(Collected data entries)

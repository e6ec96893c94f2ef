use std::path::PathBuf;

use tokio::sync::RwLock;
use tracing::{debug, info, metadata::LevelFilter, trace, Level};
use tracing_appender::{
    non_blocking::WorkerGuard,
    rolling::{RollingFileAppender, Rotation},
};
use tracing_subscriber::prelude::*;

/// Where log records go, and how verbose each destination is.
#[derive(Debug, Clone)]
pub struct LogSettings {
    /// Level for stdout, or `None` to leave stdout alone (e.g. when detached).
    pub stdout: Option<Level>,

    /// Level and directory for a daily rolling log file.
    pub file: Option<(Level, PathBuf)>,

    /// Log file name, before the rotation date suffix.
    pub file_name: String,
}

impl LogSettings {
    /// Only stdout, at `level`.
    pub fn stdout(level: Level) -> Self {
        Self {
            stdout: Some(level),
            file: None,
            file_name: "serial-lookout.log".into(),
        }
    }
}

fn do_init(settings: LogSettings) -> Option<WorkerGuard> {
    let mut message = String::from("Logging with:");

    let stdout_layer = settings.stdout.map(|level| {
        message += " stdout";

        tracing_subscriber::fmt::layer().with_filter(LevelFilter::from(level))
    });

    let (file_layer, guard) = match settings.file {
        Some((level, output_dir)) => {
            message += &format!(" file {:?}", output_dir.join(&settings.file_name));

            let file_appender =
                RollingFileAppender::new(Rotation::DAILY, output_dir, &settings.file_name);
            let (writer, guard) = tracing_appender::non_blocking(file_appender);

            let layer = tracing_subscriber::fmt::layer()
                .with_writer(writer)
                .with_ansi(false)
                .with_filter(LevelFilter::from(level));

            (Some(layer), Some(guard))
        }
        None => (None, None),
    };

    tracing_subscriber::registry()
        .with(stdout_layer)
        .with(file_layer)
        .init();

    debug!(message);

    guard
}

/// Initialize tracing.
///
/// Will only initialize once, so tests may call this.
/// When logging to a file, the returned guard must be kept alive until exit,
/// see [`shutdown`].
pub async fn init(settings: LogSettings) -> Option<WorkerGuard> {
    static TRACING_IS_INITIALIZED: RwLock<bool> = RwLock::const_new(false);

    if *TRACING_IS_INITIALIZED.read().await {
        return None;
    }

    let mut initialized = TRACING_IS_INITIALIZED.write().await;

    // Someone may have won the race between the `.read()` and the `.write()`.
    if *initialized {
        return None;
    }

    let guard = do_init(settings);
    *initialized = true;

    info!("Logging initialized");

    guard
}

/// Flush records still buffered for the log file.
pub fn shutdown(guard: Option<WorkerGuard>) {
    trace!("Shutting down");
    drop(guard);
}
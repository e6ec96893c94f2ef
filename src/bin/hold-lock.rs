use std::{path::PathBuf, time::Duration};

use clap::Parser;
use color_eyre::Result;
use serial_lookout::{
    line::LineId,
    lock::{Acquisition, AdvisoryLock, LockDir, DEFAULT_LOCK_DIR},
    logging::{self, LogSettings},
};
use tracing::{info, Level};

/// Take the lock on a line for a while, the way a dialer would.
/// Useful to see a watcher back off and reinitialize.
#[derive(Parser)]
struct Args {
    /// The line to lock, e.g. `ttyACM0`.
    line: String,

    /// How long to hold the lock.
    #[arg(short, long, default_value_t = 10)]
    seconds: u64,

    /// Directory with lock files.
    #[arg(long, default_value = DEFAULT_LOCK_DIR)]
    lock_dir: PathBuf,
}

#[tokio::main(flavor = "current_thread")]
async fn main() -> Result<()> {
    let args = Args::parse();
    let guard = logging::init(LogSettings::stdout(Level::DEBUG)).await;

    let line = LineId::new(&args.line)?;
    let mut lock = LockDir::new(args.lock_dir);

    match lock.acquire(&line)? {
        Acquisition::Acquired(token) => {
            info!(%token, seconds = args.seconds, "Holding lock");
            tokio::time::sleep(Duration::from_secs(args.seconds)).await;

            lock.release(&line)?;
            info!("Released");
        }
        Acquisition::InUse { owner } => {
            info!(?owner, "Lock already held");
        }
    }

    logging::shutdown(guard);

    Ok(())
}
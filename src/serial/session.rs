use std::{
    fs::{File, OpenOptions},
    io::{Read, Write},
    os::unix::{fs::OpenOptionsExt, io::AsRawFd},
    path::{Path, PathBuf},
};

use nix::{
    errno::Errno,
    fcntl::OFlag,
    poll::{poll, PollFd, PollFlags},
    sys::termios::BaudRate,
};
use tracing::{debug, info};

use super::{error::DeviceError, termios};

/// What the watch loop needs from a serial line.
pub trait Device {
    /// Close and reopen the line, then apply the raw line settings.
    fn reconfigure(&mut self) -> Result<(), DeviceError>;

    /// Block until there is input.
    fn wait_readable(&mut self) -> Result<(), DeviceError>;

    /// Check for pending input without blocking.
    fn has_input(&mut self) -> Result<bool, DeviceError>;

    /// Write all of `bytes` with a single call.
    fn send(&mut self, bytes: &[u8]) -> Result<(), DeviceError>;

    /// A single read into `buf`.
    /// Returns how much was read, which may be less than asked for (or zero).
    fn read(&mut self, buf: &mut [u8]) -> Result<usize, DeviceError>;
}

/// The line as first opened: non-blocking, settings untouched.
/// Only good for waiting on input.
#[derive(Debug)]
pub struct MonitoringPort(File);

/// The line in raw mode with blocking reads.
#[derive(Debug)]
pub struct ConfiguredPort(File);

impl ConfiguredPort {
    fn send(&mut self, bytes: &[u8]) -> Result<(), DeviceError> {
        let written = self.0.write(bytes).map_err(DeviceError::Write)?;

        if written == bytes.len() {
            Ok(())
        } else {
            Err(DeviceError::ShortWrite {
                written,
                expected: bytes.len(),
            })
        }
    }

    fn read(&mut self, buf: &mut [u8]) -> Result<usize, DeviceError> {
        self.0.read(buf).map_err(DeviceError::Read)
    }
}

/// An open line in one of its two modes.
#[derive(Debug)]
pub enum DeviceHandle {
    /// See [`MonitoringPort`].
    Monitoring(MonitoringPort),

    /// See [`ConfiguredPort`].
    Configured(ConfiguredPort),
}

impl DeviceHandle {
    fn file(&self) -> &File {
        match self {
            DeviceHandle::Monitoring(MonitoringPort(file)) => file,
            DeviceHandle::Configured(ConfiguredPort(file)) => file,
        }
    }

    /// True if the raw line settings are in effect.
    pub fn is_configured(&self) -> bool {
        matches!(self, DeviceHandle::Configured(_))
    }
}

/// Ownership of the serial line's descriptor.
#[derive(Debug)]
pub struct DeviceSession {
    path: PathBuf,
    baud: BaudRate,

    // Only empty between closing the old descriptor and opening the new one.
    handle: Option<DeviceHandle>,
}

// Don't wait for carrier, and never become our controlling terminal.
fn open(path: &Path) -> Result<File, DeviceError> {
    OpenOptions::new()
        .read(true)
        .write(true)
        .custom_flags((OFlag::O_NONBLOCK | OFlag::O_NOCTTY).bits())
        .open(path)
        .map_err(|source| DeviceError::Open {
            path: path.into(),
            source,
        })
}

/// Poll for input. A negative timeout waits forever.
fn poll_input(file: &File, timeout: i32) -> Result<PollFlags, DeviceError> {
    loop {
        let mut fds = [PollFd::new(
            file.as_raw_fd(),
            PollFlags::POLLIN | PollFlags::POLLRDNORM | PollFlags::POLLERR,
        )];

        match poll(&mut fds, timeout) {
            Ok(0) => return Ok(PollFlags::empty()),
            Ok(_) => return Ok(fds[0].revents().unwrap_or_else(PollFlags::empty)),
            Err(Errno::EINTR) => continue,
            Err(e) => return Err(DeviceError::Poll(e)),
        }
    }
}

fn readable(revents: PollFlags) -> bool {
    revents.intersects(PollFlags::POLLIN | PollFlags::POLLRDNORM)
}

impl DeviceSession {
    /// Open the line for watching, without touching its settings.
    ///
    /// The line speed is only applied later by [`Device::reconfigure`], but is checked here.
    pub fn open_monitoring<P: AsRef<Path>>(path: P, baud: u32) -> Result<Self, DeviceError> {
        let path = path.as_ref();
        let baud = termios::baud_rate(baud)?;
        let file = open(path)?;

        info!(?path, "Monitoring");

        Ok(Self {
            path: path.into(),
            baud,
            handle: Some(DeviceHandle::Monitoring(MonitoringPort(file))),
        })
    }

    /// The current handle.
    pub fn handle(&self) -> Option<&DeviceHandle> {
        self.handle.as_ref()
    }

    fn file(&self) -> Result<&File, DeviceError> {
        self.handle
            .as_ref()
            .map(DeviceHandle::file)
            .ok_or(DeviceError::NotConfigured)
    }

    fn configured(&mut self) -> Result<&mut ConfiguredPort, DeviceError> {
        match &mut self.handle {
            Some(DeviceHandle::Configured(port)) => Ok(port),
            _ => Err(DeviceError::NotConfigured),
        }
    }
}

impl Device for DeviceSession {
    fn reconfigure(&mut self) -> Result<(), DeviceError> {
        debug!("Recycle fd");

        // Close before reopening so nothing buffered under the old settings survives.
        drop(self.handle.take());

        let file = open(&self.path)?;
        termios::make_raw(file.as_raw_fd(), self.baud)?;

        self.handle = Some(DeviceHandle::Configured(ConfiguredPort(file)));

        Ok(())
    }

    fn wait_readable(&mut self) -> Result<(), DeviceError> {
        loop {
            let revents = poll_input(self.file()?, -1)?;

            if readable(revents) {
                return Ok(());
            }

            // Nothing to read, but poll still returned: it would do so again right away.
            if revents.intersects(PollFlags::POLLERR | PollFlags::POLLHUP | PollFlags::POLLNVAL) {
                return Err(DeviceError::Hangup);
            }
        }
    }

    fn has_input(&mut self) -> Result<bool, DeviceError> {
        poll_input(self.file()?, 0).map(readable)
    }

    fn send(&mut self, bytes: &[u8]) -> Result<(), DeviceError> {
        self.configured()?.send(bytes)
    }

    fn read(&mut self, buf: &mut [u8]) -> Result<usize, DeviceError> {
        self.configured()?.read(buf)
    }
}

What the task asks | Given the data above, transcribe exactly the lines from the one containing "When logging to" down to the one containing "#[arg(short, long, default_value_t = 10)]", and no others.

Exercise solution |
/// When logging to a file, the returned guard must be kept alive until exit,
/// see [`shutdown`].
pub async fn init(settings: LogSettings) -> Option<WorkerGuard> {
    static TRACING_IS_INITIALIZED: RwLock<bool> = RwLock::const_new(false);

    if *TRACING_IS_INITIALIZED.read().await {
        return None;
    }

    let mut initialized = TRACING_IS_INITIALIZED.write().await;

    // Someone may have won the race between the `.read()` and the `.write()`.
    if *initialized {
        return None;
    }

    let guard = do_init(settings);
    *initialized = true;

    info!("Logging initialized");

    guard
}

/// Flush records still buffered for the log file.
pub fn shutdown(guard: Option<WorkerGuard>) {
    trace!("Shutting down");
    drop(guard);
}
repository e6ec96893c94f2ef
filename src/bin/hold-lock.rs
use std::{path::PathBuf, time::Duration};

use clap::Parser;
use color_eyre::Result;
use serial_lookout::{
    line::LineId,
    lock::{Acquisition, AdvisoryLock, LockDir, DEFAULT_LOCK_DIR},
    logging::{self, LogSettings},
};
use tracing::{info, Level};

/// Take the lock on a line for a while, the way a dialer would.
/// Useful to see a watcher back off and reinitialize.
#[derive(Parser)]
struct Args {
    /// The line to lock, e.g. `ttyACM0`.
    line: String,

    /// How long to hold the lock.
    #[arg(short, long, default_value_t = 10)]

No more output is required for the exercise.